What better time than a new millennium to leave bad dining habits behind and practice acting like an adult in restaurants?

By Christina Waters

WHY IS IT that many restaurant-goers seem to think that the mere act of paying for their supper entitles them to act like jerks? I mean the ones who make a scene if their table is not ready. The ones who arrive half an hour after their reservation time and then protest loudly when told that they will have to wait for the next table.

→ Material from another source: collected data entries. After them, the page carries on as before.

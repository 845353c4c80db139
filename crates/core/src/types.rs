//! Core data types for the tape-sentiment system.

use crate::error::{Error, Result};
use crate::math::{self, PCT_SCALE};
use rust_decimal::Decimal;
use serde::{Deserialize, Serialize};
use std::cmp::Ordering;
use std::fmt;
use std::str::FromStr;

/// Inferred trade direction from price vs. the quoted bid/ask.
#[derive(Debug, Clone, Copy, PartialEq, Eq, Hash, Serialize, Deserialize)]
#[serde(rename_all = "UPPERCASE")]
pub enum Sentiment {
    /// Printed at or above the ask (buyer-initiated).
    Buy,
    /// Printed at or below the bid (seller-initiated).
    Sell,
    /// Between bid and ask, or quotes missing/degenerate.
    Unknown,
}

impl Sentiment {
    /// Classify a print against its bid/ask.
    ///
    /// A zero or locked quote (`bid == ask`) is unclassifiable. The bid test
    /// runs before the ask test.
    pub fn classify(price: Decimal, bid: Decimal, ask: Decimal) -> Self {
        if bid.is_zero() && ask.is_zero() {
            return Sentiment::Unknown;
        }
        if bid == ask {
            return Sentiment::Unknown;
        }
        if price <= bid {
            Sentiment::Sell
        } else if price >= ask {
            Sentiment::Buy
        } else {
            Sentiment::Unknown
        }
    }
}

impl fmt::Display for Sentiment {
    fn fmt(&self, f: &mut fmt::Formatter<'_>) -> fmt::Result {
        let label = match self {
            Sentiment::Buy => "BUY",
            Sentiment::Sell => "SELL",
            Sentiment::Unknown => "UNKNOWN",
        };
        f.write_str(label)
    }
}

/// A single trade (print) from a daily export.
///
/// Equality and ordering look at the timestamp token only.
#[derive(Debug, Clone, Serialize)]
pub struct TradeRecord {
    /// Exchange-local time-of-day token, kept verbatim.
    timestamp: String,
    /// Trade price.
    price: Decimal,
    /// Trade size in shares.
    size: Decimal,
    /// Bid at the time of the print (zero when missing).
    bid: Decimal,
    /// Ask at the time of the print (zero when missing).
    ask: Decimal,
    /// `price * size`, exact.
    dollar_volume: Decimal,
}

impl TradeRecord {
    /// Create a trade record.
    ///
    /// Fails only when `price * size` overflows the decimal range.
    pub fn new(
        timestamp: impl Into<String>,
        price: Decimal,
        size: Decimal,
        bid: Decimal,
        ask: Decimal,
    ) -> Result<Self> {
        let dollar_volume = price
            .checked_mul(size)
            .ok_or_else(|| Error::overflow(format!("{} * {}", price, size)))?;

        Ok(Self {
            timestamp: timestamp.into(),
            price,
            size,
            bid,
            ask,
            dollar_volume,
        })
    }

    pub fn timestamp(&self) -> &str {
        &self.timestamp
    }

    pub fn price(&self) -> Decimal {
        self.price
    }

    pub fn size(&self) -> Decimal {
        self.size
    }

    pub fn bid(&self) -> Decimal {
        self.bid
    }

    pub fn ask(&self) -> Decimal {
        self.ask
    }

    /// Dollar volume of the print (`price * size`).
    #[inline]
    pub fn dollar_volume(&self) -> Decimal {
        self.dollar_volume
    }

    /// Inferred direction of the print.
    #[inline]
    pub fn sentiment(&self) -> Sentiment {
        Sentiment::classify(self.price, self.bid, self.ask)
    }

    /// Order two records by timestamp, failing if either has none.
    pub fn try_cmp(&self, other: &Self) -> Result<Ordering> {
        if self.timestamp.trim().is_empty() || other.timestamp.trim().is_empty() {
            return Err(Error::invalid_timestamp(
                "cannot order a trade record without a timestamp",
            ));
        }
        Ok(self.timestamp.cmp(&other.timestamp))
    }
}

impl PartialEq for TradeRecord {
    fn eq(&self, other: &Self) -> bool {
        self.timestamp == other.timestamp
    }
}

impl PartialOrd for TradeRecord {
    fn partial_cmp(&self, other: &Self) -> Option<Ordering> {
        self.try_cmp(other).ok()
    }
}

impl fmt::Display for TradeRecord {
    fn fmt(&self, f: &mut fmt::Formatter<'_>) -> fmt::Result {
        write!(
            f,
            "{},{},{},{},{},{}",
            self.timestamp,
            self.sentiment(),
            self.price,
            self.bid,
            self.ask,
            self.dollar_volume
        )
    }
}

/// How a bucket treats its bounds. Applies to both `min` and `max`.
#[derive(Debug, Clone, Copy, PartialEq, Eq, Default, Serialize, Deserialize)]
#[serde(rename_all = "lowercase")]
pub enum BoundaryMode {
    /// `min <= price <= max`.
    #[default]
    Inclusive,
    /// `min < price < max`.
    Exclusive,
}

impl BoundaryMode {
    /// Test a price against `[min, max]` under this mode.
    #[inline]
    pub fn contains(self, min: Decimal, max: Decimal, price: Decimal) -> bool {
        match self {
            BoundaryMode::Inclusive => price >= min && price <= max,
            BoundaryMode::Exclusive => price > min && price < max,
        }
    }
}

impl fmt::Display for BoundaryMode {
    fn fmt(&self, f: &mut fmt::Formatter<'_>) -> fmt::Result {
        match self {
            BoundaryMode::Inclusive => f.write_str("INCLUSIVE"),
            BoundaryMode::Exclusive => f.write_str("EXCLUSIVE"),
        }
    }
}

impl FromStr for BoundaryMode {
    type Err = Error;

    fn from_str(s: &str) -> Result<Self> {
        match s.trim().to_ascii_lowercase().as_str() {
            "inclusive" => Ok(BoundaryMode::Inclusive),
            "exclusive" => Ok(BoundaryMode::Exclusive),
            other => Err(Error::config(format!("unrecognized boundary mode '{}'", other))),
        }
    }
}

/// Immutable bucket definition, loaded once per ticker.
#[derive(Debug, Clone, PartialEq, Serialize, Deserialize)]
pub struct BucketDefinition {
    /// Caller-defined label (need not be numeric).
    pub name: String,
    /// Lower bound.
    pub min: Decimal,
    /// Upper bound.
    pub max: Decimal,
    /// Boundary semantics.
    #[serde(default)]
    pub boundary_mode: BoundaryMode,
}

impl BucketDefinition {
    pub fn new(name: impl Into<String>, min: Decimal, max: Decimal, boundary_mode: BoundaryMode) -> Self {
        Self {
            name: name.into(),
            min,
            max,
            boundary_mode,
        }
    }
}

impl fmt::Display for BucketDefinition {
    fn fmt(&self, f: &mut fmt::Formatter<'_>) -> fmt::Result {
        write!(f, "{}, {}, {}, {}", self.name, self.min, self.max, self.boundary_mode)
    }
}

/// Share volume and dollar volume split by sentiment.
#[derive(Debug, Clone, Default, PartialEq, Serialize, Deserialize)]
pub struct VolumeTotals {
    /// Total shares.
    pub volume: Decimal,
    /// Shares printed at/above the ask.
    pub buy_volume: Decimal,
    /// Shares printed at/below the bid.
    pub sell_volume: Decimal,
    /// Unclassified shares.
    pub unknown_volume: Decimal,
    /// Total dollar volume.
    pub dollar_volume: Decimal,
    /// Buy dollar volume.
    pub buy_dollar_volume: Decimal,
    /// Sell dollar volume.
    pub sell_dollar_volume: Decimal,
    /// Unclassified dollar volume.
    pub unknown_dollar_volume: Decimal,
}

fn checked_sum(a: Decimal, b: Decimal, field: &str) -> Result<Decimal> {
    a.checked_add(b)
        .ok_or_else(|| Error::overflow(format!("{} total {} + {}", field, a, b)))
}

impl VolumeTotals {
    /// Add one trade.
    ///
    /// On overflow the totals are left untouched.
    pub fn add_trade(&mut self, trade: &TradeRecord) -> Result<()> {
        let size = trade.size();
        let dollars = trade.dollar_volume();

        let mut next = self.clone();
        next.volume = checked_sum(next.volume, size, "volume")?;
        next.dollar_volume = checked_sum(next.dollar_volume, dollars, "dollar volume")?;

        match trade.sentiment() {
            Sentiment::Buy => {
                next.buy_volume = checked_sum(next.buy_volume, size, "buy volume")?;
                next.buy_dollar_volume =
                    checked_sum(next.buy_dollar_volume, dollars, "buy dollar volume")?;
            }
            Sentiment::Sell => {
                next.sell_volume = checked_sum(next.sell_volume, size, "sell volume")?;
                next.sell_dollar_volume =
                    checked_sum(next.sell_dollar_volume, dollars, "sell dollar volume")?;
            }
            Sentiment::Unknown => {
                next.unknown_volume = checked_sum(next.unknown_volume, size, "unknown volume")?;
                next.unknown_dollar_volume =
                    checked_sum(next.unknown_dollar_volume, dollars, "unknown dollar volume")?;
            }
        }

        *self = next;
        Ok(())
    }

    /// Totals over a slice of trades.
    pub fn from_trades(trades: &[TradeRecord]) -> Result<Self> {
        let mut totals = Self::default();
        for trade in trades {
            totals.add_trade(trade)?;
        }
        Ok(totals)
    }

    /// Field-wise sum of two snapshots.
    pub fn checked_add(&self, other: &VolumeTotals) -> Result<Self> {
        Ok(Self {
            volume: checked_sum(self.volume, other.volume, "volume")?,
            buy_volume: checked_sum(self.buy_volume, other.buy_volume, "buy volume")?,
            sell_volume: checked_sum(self.sell_volume, other.sell_volume, "sell volume")?,
            unknown_volume: checked_sum(self.unknown_volume, other.unknown_volume, "unknown volume")?,
            dollar_volume: checked_sum(self.dollar_volume, other.dollar_volume, "dollar volume")?,
            buy_dollar_volume: checked_sum(
                self.buy_dollar_volume,
                other.buy_dollar_volume,
                "buy dollar volume",
            )?,
            sell_dollar_volume: checked_sum(
                self.sell_dollar_volume,
                other.sell_dollar_volume,
                "sell dollar volume",
            )?,
            unknown_dollar_volume: checked_sum(
                self.unknown_dollar_volume,
                other.unknown_dollar_volume,
                "unknown dollar volume",
            )?,
        })
    }

    /// Volume-weighted average price, zero when there is no volume.
    pub fn average_price(&self, scale: u32) -> Decimal {
        math::ratio(self.dollar_volume, self.volume, scale)
    }

    /// Volume-weighted average price, failing when there is no volume.
    pub fn try_average_price(&self, scale: u32) -> Result<Decimal> {
        math::checked_ratio(self.dollar_volume, self.volume, scale)
    }

    /// Sentiment shares of volume and dollar volume.
    pub fn ratios(&self) -> SentimentRatios {
        SentimentRatios {
            buy_volume: math::ratio(self.buy_volume, self.volume, PCT_SCALE),
            sell_volume: math::ratio(self.sell_volume, self.volume, PCT_SCALE),
            unknown_volume: math::ratio(self.unknown_volume, self.volume, PCT_SCALE),
            buy_dollar_volume: math::ratio(self.buy_dollar_volume, self.dollar_volume, PCT_SCALE),
            sell_dollar_volume: math::ratio(self.sell_dollar_volume, self.dollar_volume, PCT_SCALE),
            unknown_dollar_volume: math::ratio(
                self.unknown_dollar_volume,
                self.dollar_volume,
                PCT_SCALE,
            ),
        }
    }
}

/// Fractions (0-1, five places) of each sentiment in the totals.
#[derive(Debug, Clone, PartialEq, Serialize, Deserialize)]
pub struct SentimentRatios {
    pub buy_volume: Decimal,
    pub sell_volume: Decimal,
    pub unknown_volume: Decimal,
    pub buy_dollar_volume: Decimal,
    pub sell_dollar_volume: Decimal,
    pub unknown_dollar_volume: Decimal,
}

/// Snapshot of one price bucket's accumulators.
#[derive(Debug, Clone, PartialEq, Serialize, Deserialize)]
pub struct BucketSummary {
    pub name: String,
    pub trade_count: u64,
    pub volume: Decimal,
    pub dollar_volume: Decimal,
}

/// Aggregates of one trading day, ready for formatting.
#[derive(Debug, Clone, PartialEq, Serialize, Deserialize)]
pub struct DaySummary {
    /// 1-based position in the processed batch.
    pub ordinal: u32,
    /// Opaque date key.
    pub date: String,
    /// Number of parsed trades.
    pub trade_count: usize,
    /// VWAP at the configured scale.
    pub average_price: Decimal,
    /// Sentiment totals.
    pub totals: VolumeTotals,
    /// Sentiment ratios.
    pub ratios: SentimentRatios,
    /// Bucket accumulators in definition order.
    pub buckets: Vec<BucketSummary>,
}

impl DaySummary {
    /// True when no trades were parsed for the day.
    pub fn is_empty(&self) -> bool {
        self.trade_count == 0
    }
}

/// Aggregates over all folded days.
#[derive(Debug, Clone, PartialEq, Serialize, Deserialize)]
pub struct MonthSummary {
    /// Number of non-empty days folded in.
    pub days: u32,
    /// VWAP over the whole period.
    pub average_price: Decimal,
    /// Sentiment totals.
    pub totals: VolumeTotals,
    /// Sentiment ratios.
    pub ratios: SentimentRatios,
}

The ones who bring infants and youngsters and allow them to run wild throughout the dining room.

Those of you who like to impress your date by bullying the waiter, or who complain loudly when some detail is incorrect, or who talk on and on and on so loudly that everybody seated around you is forced to listen--this little primer on how to behave in public places is for you.

Contrary to whatever they teach at the Yuppie Empowerment Academy, just having a Visa card does not grant its owner the right to treat restaurant staff like indentured servants. This may come as a shock to some of you, but a restaurant is a public place. You are not the only person eating dinner there. Others have also made their reservations and are looking forward to having an enjoyable culinary experience. They have Visa cards too. So stop behaving like a preteen Conan the Barbarian.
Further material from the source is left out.